Creating a new narrative really begins with questioning our past, examining the narrative we’ve built or that we subscribe to, and bringing in people who have been harmed by that narrative. It is essential to find solutions to our problems from and with the people who experience the impact of those problems. To start, let’s stop perpetuating the harmful narrative that profits from prisons are “just business.”

End the business of incarceration  

Our industry must stop all advertising, branding, designing and technology development for police departments, Homeland Security, ICE, and other oppressive institutions. We must end relationships with companies that profit from incarceration, specifically those that use modern day slave labor

There are thousands of corporations that are involved in the prison industrial complex, and we must pressure them to end their pursuit of profits off the bodies of people in the prison system. These corporations have monetized crime and punishment with the government’s help. Whether they draw money out of the pockets of incarcerated people and their support networks, or from taxpayer coffers, they siphon from the $80 billion in tax dollars spent annually to keep 2.3 million incarcerated

Second-chance hiring

If you don’t already work with a formerly incarcerated person, it’s very likely your business is not doing enough on this front. “Ban the box,” a policy that prohibits employers from asking upfront about criminal records, is often proffered as a remedy.
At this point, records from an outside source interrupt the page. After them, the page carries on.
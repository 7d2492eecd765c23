use crate::ipc::error::{err, ok};
use crate::ipc::types::{AppState, Request};
use rusqlite::OptionalExtension;
use serde_json::json;
use uuid::Uuid;

fn handle_courses_create(state: &mut AppState, req: &Request) -> serde_json::Value {
    let Some(conn) = state.db.as_ref() else {
        return err(&req.id, "no_workspace", "select a workspace first", None);
    };

    let instructor_id = match req.params.get("instructorId").and_then(|v| v.as_str()) {
        Some(v) => v.to_string(),
        None => return err(&req.id, "bad_params", "missing instructorId", None),
    };
    let code = match req.params.get("code").and_then(|v| v.as_str()) {
        Some(v) if !v.trim().is_empty() => v.trim().to_string(),
        _ => return err(&req.id, "bad_params", "missing code", None),
    };
    let title = match req.params.get("title").and_then(|v| v.as_str()) {
        Some(v) if !v.trim().is_empty() => v.trim().to_string(),
        _ => return err(&req.id, "bad_params", "missing title", None),
    };
    let description = req
        .params
        .get("description")
        .and_then(|v| v.as_str())
        .map(|s| s.to_string());
    let access_code = req
        .params
        .get("accessCode")
        .and_then(|v| v.as_str())
        .map(|s| s.trim().to_string())
        .filter(|s| !s.is_empty());

    let taken: Option<i64> = match conn
        .query_row("SELECT 1 FROM courses WHERE code = ?", [&code], |r| r.get(0))
        .optional()
    {
        Ok(v) => v,
        Err(e) => return err(&req.id, "db_query_failed", e.to_string(), None),
    };
    if taken.is_some() {
        return err(&req.id, "code_taken", "course code is already in use", None);
    }

    let course_id = Uuid::new_v4().to_string();
    if let Err(e) = conn.execute(
        "INSERT INTO courses(id, code, title, description, access_code, instructor_id)
         VALUES(?, ?, ?, ?, ?, ?)",
        (
            &course_id,
            &code,
            &title,
            &description,
            &access_code,
            &instructor_id,
        ),
    ) {
        return err(
            &req.id,
            "db_insert_failed",
            e.to_string(),
            Some(json!({ "table": "courses" })),
        );
    }

    // The instructor is a member of their own course.
    if let Err(e) = conn.execute(
        "INSERT OR IGNORE INTO enrollments(user_id, course_id, role) VALUES(?, ?, 'instructor')",
        (&instructor_id, &course_id),
    ) {
        return err(
            &req.id,
            "db_insert_failed",
            e.to_string(),
            Some(json!({ "table": "enrollments" })),
        );
    }

    ok(&req.id, json!({ "courseId": course_id, "code": code }))
}

fn handle_courses_list(state: &mut AppState, req: &Request) -> serde_json::Value {
    let Some(conn) = state.db.as_ref() else {
        return ok(&req.id, json!({ "courses": [] }));
    };

    // Include membership counts so the UI can show a useful dashboard.
    let mut stmt = match conn.prepare(
        "SELECT
           c.id,
           c.code,
           c.title,
           c.description,
           u.name,
           (SELECT COUNT(*) FROM enrollments e WHERE e.course_id = c.id AND e.role = 'student') AS student_count,
           (SELECT COUNT(*) FROM quizzes q WHERE q.course_id = c.id) AS quiz_count
         FROM courses c
         LEFT JOIN users u ON u.id = c.instructor_id
         ORDER BY c.title",
    ) {
        Ok(s) => s,
        Err(e) => return err(&req.id, "db_query_failed", e.to_string(), None),
    };

    let rows = stmt
        .query_map([], |row| {
            let id: String = row.get(0)?;
            let code: String = row.get(1)?;
            let title: String = row.get(2)?;
            let description: Option<String> = row.get(3)?;
            let instructor: Option<String> = row.get(4)?;
            let student_count: i64 = row.get(5)?;
            let quiz_count: i64 = row.get(6)?;
            Ok(json!({
                "id": id,
                "code": code,
                "title": title,
                "description": description,
                "instructorName": instructor,
                "studentCount": student_count,
                "quizCount": quiz_count
            }))
        })
        .and_then(|it| it.collect::<Result<Vec<_>, _>>());

    match rows {
        Ok(courses) => ok(&req.id, json!({ "courses": courses })),
        Err(e) => err(&req.id, "db_query_failed", e.to_string(), None),
    }
}

fn handle_courses_mine(state: &mut AppState, req: &Request) -> serde_json::Value {
    let Some(conn) = state.db.as_ref() else {
        return ok(&req.id, json!({ "enrolled": [], "teaching": [] }));
    };

    let user_id = match req.params.get("userId").and_then(|v| v.as_str()) {
        Some(v) => v.to_string(),
        None => return err(&req.id, "bad_params", "missing userId", None),
    };

    let enrolled = collect_courses(
        conn,
        "SELECT c.id, c.code, c.title, u.name
         FROM enrollments e
         JOIN courses c ON c.id = e.course_id
         LEFT JOIN users u ON u.id = c.instructor_id
         WHERE e.user_id = ? AND e.role = 'student'
         ORDER BY c.title",
        &user_id,
    );
    let teaching = collect_courses(
        conn,
        "SELECT c.id, c.code, c.title, u.name
         FROM courses c
         LEFT JOIN users u ON u.id = c.instructor_id
         WHERE c.instructor_id = ?
         ORDER BY c.title",
        &user_id,
    );

    match (enrolled, teaching) {
        (Ok(enrolled), Ok(teaching)) => ok(
            &req.id,
            json!({ "enrolled": enrolled, "teaching": teaching }),
        ),
        (Err(e), _) | (_, Err(e)) => err(&req.id, "db_query_failed", e.to_string(), None),
    }
}

fn collect_courses(
    conn: &rusqlite::Connection,
    sql: &str,
    user_id: &str,
) -> Result<Vec<serde_json::Value>, rusqlite::Error> {
    let mut stmt = conn.prepare(sql)?;
    let rows = stmt
        .query_map([user_id], |row| {
            let id: String = row.get(0)?;
            let code: String = row.get(1)?;
            let title: String = row.get(2)?;
            let instructor: Option<String> = row.get(3)?;
            Ok(json!({
                "id": id,
                "code": code,
                "title": title,
                "instructorName": instructor
            }))
        })?
        .collect::<Result<Vec<_>, _>>()?;
    Ok(rows)
}

fn handle_courses_update(state: &mut AppState, req: &Request) -> serde_json::Value {
    let Some(conn) = state.db.as_ref() else {
        return err(&req.id, "no_workspace", "select a workspace first", None);
    };

    let course_id = match req.params.get("courseId").and_then(|v| v.as_str()) {
        Some(v) => v.to_string(),
        None => return err(&req.id, "bad_params", "missing courseId", None),
    };
    if !course_exists(conn, &course_id) {
        return err(&req.id, "not_found", "course not found", None);
    }

    if let Some(title) = req.params.get("title").and_then(|v| v.as_str()) {
        if title.trim().is_empty() {
            return err(&req.id, "bad_params", "title must not be empty", None);
        }
        if let Err(e) = conn.execute(
            "UPDATE courses SET title = ? WHERE id = ?",
            (title.trim(), &course_id),
        ) {
            return err(&req.id, "db_update_failed", e.to_string(), None);
        }
    }
    if let Some(description) = req.params.get("description").and_then(|v| v.as_str()) {
        if let Err(e) = conn.execute(
            "UPDATE courses SET description = ? WHERE id = ?",
            (description, &course_id),
        ) {
            return err(&req.id, "db_update_failed", e.to_string(), None);
        }
    }
    // An empty access code means "leave unchanged", matching the edit form
    // behavior the instructors expect.
    if let Some(access) = req.params.get("accessCode").and_then(|v| v.as_str()) {
        if !access.trim().is_empty() {
            if let Err(e) = conn.execute(
                "UPDATE courses SET access_code = ? WHERE id = ?",
                (access.trim(), &course_id),
            ) {
                return err(&req.id, "db_update_failed", e.to_string(), None);
            }
        }
    }

    ok(&req.id, json!({ "ok": true }))
}

fn handle_courses_join(state: &mut AppState, req: &Request) -> serde_json::Value {
    let Some(conn) = state.db.as_ref() else {
        return err(&req.id, "no_workspace", "select a workspace first", None);
    };

    let course_id = match req.params.get("courseId").and_then(|v| v.as_str()) {
        Some(v) => v.to_string(),
        None => return err(&req.id, "bad_params", "missing courseId", None),
    };
    let user_id = match req.params.get("userId").and_then(|v| v.as_str()) {
        Some(v) => v.to_string(),
        None => return err(&req.id, "bad_params", "missing userId", None),
    };
    let supplied = req
        .params
        .get("accessCode")
        .and_then(|v| v.as_str())
        .unwrap_or("")
        .trim()
        .to_string();

    let stored: Option<Option<String>> = match conn
        .query_row(
            "SELECT access_code FROM courses WHERE id = ?",
            [&course_id],
            |r| r.get(0),
        )
        .optional()
    {
        Ok(v) => v,
        Err(e) => return err(&req.id, "db_query_failed", e.to_string(), None),
    };
    let Some(stored) = stored else {
        return err(&req.id, "not_found", "course not found", None);
    };

    let expected = stored.unwrap_or_default().trim().to_string();
    if supplied != expected {
        return err(&req.id, "bad_access_code", "wrong access code", None);
    }

    if let Err(e) = conn.execute(
        "INSERT OR IGNORE INTO enrollments(user_id, course_id, role) VALUES(?, ?, 'student')",
        (&user_id, &course_id),
    ) {
        return err(
            &req.id,
            "db_insert_failed",
            e.to_string(),
            Some(json!({ "table": "enrollments" })),
        );
    }

    ok(&req.id, json!({ "courseId": course_id, "joined": true }))
}

fn handle_courses_delete(state: &mut AppState, req: &Request) -> serde_json::Value {
    let Some(conn) = state.db.as_ref() else {
        return err(&req.id, "no_workspace", "select a workspace first", None);
    };

    let course_id = match req.params.get("courseId").and_then(|v| v.as_str()) {
        Some(v) => v.to_string(),
        None => return err(&req.id, "bad_params", "missing courseId", None),
    };
    if !course_exists(conn, &course_id) {
        return err(&req.id, "not_found", "course not found", None);
    }

    let tx = match conn.unchecked_transaction() {
        Ok(t) => t,
        Err(e) => return err(&req.id, "db_tx_failed", e.to_string(), None),
    };

    // Explicitly delete in dependency order (no ON DELETE CASCADE).
    let steps: [(&str, &str); 13] = [
        (
            "DELETE FROM quiz_answers
             WHERE attempt_id IN (
               SELECT a.id FROM quiz_attempts a
               JOIN quizzes q ON q.id = a.quiz_id
               WHERE q.course_id = ?
             )",
            "quiz_answers",
        ),
        (
            "DELETE FROM quiz_attempts
             WHERE quiz_id IN (SELECT id FROM quizzes WHERE course_id = ?)",
            "quiz_attempts",
        ),
        (
            "DELETE FROM quiz_choices
             WHERE question_id IN (
               SELECT qq.id FROM quiz_questions qq
               JOIN quizzes q ON q.id = qq.quiz_id
               WHERE q.course_id = ?
             )",
            "quiz_choices",
        ),
        (
            "DELETE FROM quiz_questions
             WHERE quiz_id IN (SELECT id FROM quizzes WHERE course_id = ?)",
            "quiz_questions",
        ),
        ("DELETE FROM quizzes WHERE course_id = ?", "quizzes"),
        (
            "DELETE FROM submissions
             WHERE assignment_id IN (SELECT id FROM assignments WHERE course_id = ?)",
            "submissions",
        ),
        ("DELETE FROM assignments WHERE course_id = ?", "assignments"),
        ("DELETE FROM modules WHERE course_id = ?", "modules"),
        ("DELETE FROM course_books WHERE course_id = ?", "course_books"),
        (
            "DELETE FROM announcements WHERE course_id = ?",
            "announcements",
        ),
        (
            "DELETE FROM attendance_logs
             WHERE session_id IN (SELECT id FROM attendance_sessions WHERE course_id = ?)",
            "attendance_logs",
        ),
        (
            "DELETE FROM attendance_sessions WHERE course_id = ?",
            "attendance_sessions",
        ),
        ("DELETE FROM enrollments WHERE course_id = ?", "enrollments"),
    ];

    for (sql, table) in steps {
        if let Err(e) = tx.execute(sql, [&course_id]) {
            let _ = tx.rollback();
            return err(
                &req.id,
                "db_delete_failed",
                e.to_string(),
                Some(json!({ "table": table })),
            );
        }
    }

    if let Err(e) = tx.execute("DELETE FROM courses WHERE id = ?", [&course_id]) {
        let _ = tx.rollback();
        return err(
            &req.id,
            "db_delete_failed",
            e.to_string(),
            Some(json!({ "table": "courses" })),
        );
    }

    if let Err(e) = tx.commit() {
        return err(&req.id, "db_commit_failed", e.to_string(), None);
    }

    ok(&req.id, json!({ "ok": true }))
}

pub fn course_exists(conn: &rusqlite::Connection, course_id: &str) -> bool {
    conn.query_row("SELECT 1 FROM courses WHERE id = ?", [course_id], |r| {
        r.get::<_, i64>(0)
    })
    .optional()
    .ok()
    .flatten()
    .is_some()
}

pub fn try_handle(state: &mut AppState, req: &Request) -> Option<serde_json::Value> {
    match req.method.as_str() {
        "courses.create" => Some(handle_courses_create(state, req)),
        "courses.list" => Some(handle_courses_list(state, req)),
        "courses.mine" => Some(handle_courses_mine(state, req)),
        "courses.update" => Some(handle_courses_update(state, req)),
        "courses.join" => Some(handle_courses_join(state, req)),
        "courses.delete" => Some(handle_courses_delete(state, req)),
        _ => None,
    }
}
But Ban the Box does little to drive this formula for success. Ultimately, second chance employers do get to the point where the “box” is irrelevant in the hiring process, but the key is establishing a pathway. It starts with assessing your policies, because a company can build a workplace that is committed to open hiring. 

Our talent practices must also recognize that all people have potential. We have to hire on what an applicant can bring to a company. We need to give formerly incarcerated people the space to thrive, the opportunity to create, and the tools to develop their potential. Collaborating with expert organizations, such as Exodus Transitional Community (where I’m a board member), can allow you to build a hiring program aimed at recruiting, developing, and promoting formerly incarcerated people. It’s not enough to meet number goals. Companies will fail to change their talent make-up and retention if they don’t design infrastructure to support all employees. 

Second-chance hiring is not preferential treatment; it’s equal treatment through the elimination of unnecessary systemic barriers. This work is most effective when you start at the ground floor, bringing people together, addressing misconceptions and concerns, and then creating opportunities for more employees to get involved.

Codesign programs and platforms with justice organizations

Finally, we need to go out of our way to create solutions with organizations that have believed in and fought for the rights of incarcerated people for decades, many of which are helmed by formerly incarcerated people themselves. 

At R/GA, we’ve had a lot of success with this approach of partnering with nonprofits to address other social justice issues recently. For example, in 2019, R/GA worked with Planned Parenthood to design and launch “Roo High School  to help high schoolers get medically accurate sex education in a supportive, positive environment that took the stigma out of asking intimate, personal questions. 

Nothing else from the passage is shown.